Despite some positive indicators, the company’s fundamentals have raised concerns among investors. Epack Durable’s Return on Capital Employed (ROCE) stands at a modest 6.1%, reflecting limited efficiency in generating profits from its capital base. While the stock trades at an attractive valuation with an enterprise value to capital employed ratio of 2, and a PEG ratio of 1.1, these metrics have not been sufficient to offset the negative sentiment driven by operational setbacks.


Institutional investors have increased their stake by 1.43% over the previous quarter, now holding 7.39% of the company. This suggests some confidence from more sophisticated market participants who typically conduct thorough fundamental analysis. However, this has not translated into a sustained price recovery, possibly due to broader concerns about the company’s financial health.


Severe Earnings Decline and Debt Burden


The company reported very negative results in the quarter ended September 2025, with net sales plunging by 67.8%. Profit before tax excluding other income fell dramatically by 364.2% to a loss of ₹34.84 crores, while net profit after tax declined by 262.9% to a loss of ₹22.25 crores. Meanwhile, interest expenses surged by 27.63% to ₹20.23 crores, exacerbating the company’s financial strain.

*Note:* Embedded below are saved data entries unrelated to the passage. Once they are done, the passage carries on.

use axum::{
    http::StatusCode,
    response::{IntoResponse, Response},
    Json,
};
use common::error::AppError;
use serde::Serialize;
use thiserror::Error;

#[derive(Error, Debug, Serialize, Clone)]
pub enum ApiError {
    #[error("Invalid credentials")]
    InvalidCredentials,

    #[error("Forbidden")]
    Forbidden,

    #[error("Conflict: {0}")]
    Conflict(String),

    #[error("Not found: {0}")]
    NotFound(String),

    #[error("Validation error: {0}")]
    ValidationError(String),

    #[error("Unprocessable document: {0}")]
    Unprocessable(String),

    #[error("Upstream service error: {0}")]
    Upstream(String),

    #[error("Internal server error")]
    InternalError,
}

impl From<AppError> for ApiError {
    fn from(err: AppError) -> Self {
        match err {
            AppError::InvalidCredentials => Self::InvalidCredentials,
            AppError::Forbidden => Self::Forbidden,
            AppError::AlreadyExists(msg) => Self::Conflict(msg),
            AppError::NotFound(msg) => Self::NotFound(msg),
            AppError::Validation(msg) => Self::ValidationError(msg),
            AppError::Extraction(msg) => Self::Unprocessable(msg),
            AppError::Storage(_) => {
                tracing::error!("Vector index write failed: {:?}", err);
                Self::Upstream("vector index write failed".to_string())
            }
            AppError::Retrieval(_) => {
                tracing::error!("Vector index query failed: {:?}", err);
                Self::Upstream("vector index query failed".to_string())
            }
            AppError::Generation(_) => {
                tracing::error!("Text service call failed: {:?}", err);
                Self::Upstream("text service call failed".to_string())
            }
            _ => {
                tracing::error!("Internal error: {:?}", err);
                Self::InternalError
            }
        }
    }
}

impl IntoResponse for ApiError {
    fn into_response(self) -> Response {
        let (status, message) = match self {
            // Credential refusals stay uniform; the body never says whether
            // the identity or the secret was wrong.
            Self::InvalidCredentials => (StatusCode::FORBIDDEN, "Invalid credentials".to_string()),
            Self::Forbidden => (StatusCode::FORBIDDEN, "Forbidden".to_string()),
            Self::Conflict(message) => (StatusCode::CONFLICT, message),
            Self::NotFound(message) => (StatusCode::NOT_FOUND, message),
            Self::ValidationError(message) => (StatusCode::BAD_REQUEST, message),
            Self::Unprocessable(message) => (StatusCode::UNPROCESSABLE_ENTITY, message),
            Self::Upstream(message) => (StatusCode::BAD_GATEWAY, message),
            Self::InternalError => (
                StatusCode::INTERNAL_SERVER_ERROR,
                "Internal server error".to_string(),
            ),
        };

        let body = ErrorResponse {
            error: message,
            status: "error".to_string(),
        };

        (status, Json(body)).into_response()
    }
}

#[derive(Serialize, Debug)]
struct ErrorResponse {
    error: String,
    status: String,
}
//! Expansion of workspace message markup into plain IRC text
//!
//! The workspace quotes message bodies: URLs and mentions are enclosed in
//! `<` and `>`, auto-linked URLs carry the text the user typed after a `|`,
//! and `&`, `<`, `>` are sent as HTML entities.

use lazy_static::lazy_static;
use regex::{Captures, Regex};

lazy_static! {
    static ref QUOTED: Regex = Regex::new(r"<([^<>]+)>").unwrap();
    static ref ENTITY: Regex = Regex::new(r"&(#[0-9]{1,7}|#[xX][0-9a-fA-F]{1,6}|[a-zA-Z]+);").unwrap();
}

/// Expand markup without resolving user mentions
pub fn expand_text(text: &str) -> String {
    expand_text_with(text, |_| None)
}

/// Expand markup, resolving `<@ID>` mentions to names with `resolve_user`
pub fn expand_text_with<F>(text: &str, resolve_user: F) -> String
where
    F: Fn(&str) -> Option<String>,
{
    let expanded = QUOTED.replace_all(text, |caps: &Captures| {
        expand_quoted(&caps[1], &resolve_user).unwrap_or_else(|| caps[0].to_string())
    });
    unescape_html(&expanded)
}

fn expand_quoted<F>(inner: &str, resolve_user: &F) -> Option<String>
where
    F: Fn(&str) -> Option<String>,
{
    let (body, label) = match inner.rfind('|') {
        Some(idx) => (&inner[..idx], Some(&inner[idx + 1..])),
        None => (inner, None),
    };

    if let Some(id) = body.strip_prefix('@') {
        let name = resolve_user(id)
            .or_else(|| label.map(|l| l.trim_start_matches('@').to_string()))
            .unwrap_or_else(|| id.to_string());
        return Some(format!("@{}", name));
    }

    if let Some(id) = body.strip_prefix('#') {
        return Some(format!("#{}", label.unwrap_or(id)));
    }

    if let Some(special) = body.strip_prefix('!') {
        if let Some(label) = label {
            return Some(label.to_string());
        }
        let keyword = special.split('^').next().unwrap_or(special);
        return Some(format!("@{}", keyword));
    }

    // Anything else must be a URL; leave unparsable text alone
    url::Url::parse(body).ok()?;
    match label {
        Some(label) if !label.is_empty() && label != body => Some(format!("{} ({})", label, body)),
        _ => Some(body.to_string()),
    }
}

/// Decode HTML character references
/// Replace CR and LF with spaces so a value cannot end an IRC line early
pub fn single_line(text: &str) -> String {
    text.replace(['\r', '\n'], " ")
}

pub fn unescape_html(text: &str) -> String {
    ENTITY
        .replace_all(text, |caps: &Captures| {
            decode_entity(&caps[1]).map_or_else(|| caps[0].to_string(), |c| c.to_string())
        })
        .into_owned()
}

fn decode_entity(entity: &str) -> Option<char> {
    if let Some(num) = entity.strip_prefix('#') {
        let code = match num.strip_prefix(['x', 'X']) {
            Some(hex) => u32::from_str_radix(hex, 16).ok()?,
            None => num.parse().ok()?,
        };
        return char::from_u32(code);
    }
    let c = match entity {
        "amp" => '&',
        "lt" => '<',
        "gt" => '>',
        "quot" => '"',
        "apos" => '\'',
        "nbsp" => '\u{a0}',
        "copy" => '©',
        "reg" => '®',
        "hellip" => '…',
        "mdash" => '—',
        "ndash" => '–',
        _ => return None,
    };
    Some(c)
}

This weak earnings performance, coupled with a high debt-to-EBITDA ratio of 4.51 times, indicates a low ability to service debt, which is a significant red flag for investors. The company has also reported two consecutive quarters of negative results, further undermining confidence in its near-term prospects.


Long-term performance has been equally disappointing. The stock has underperformed the BSE500 index over the past three years, one year, and three months, reflecting persistent challenges in delivering shareholder value.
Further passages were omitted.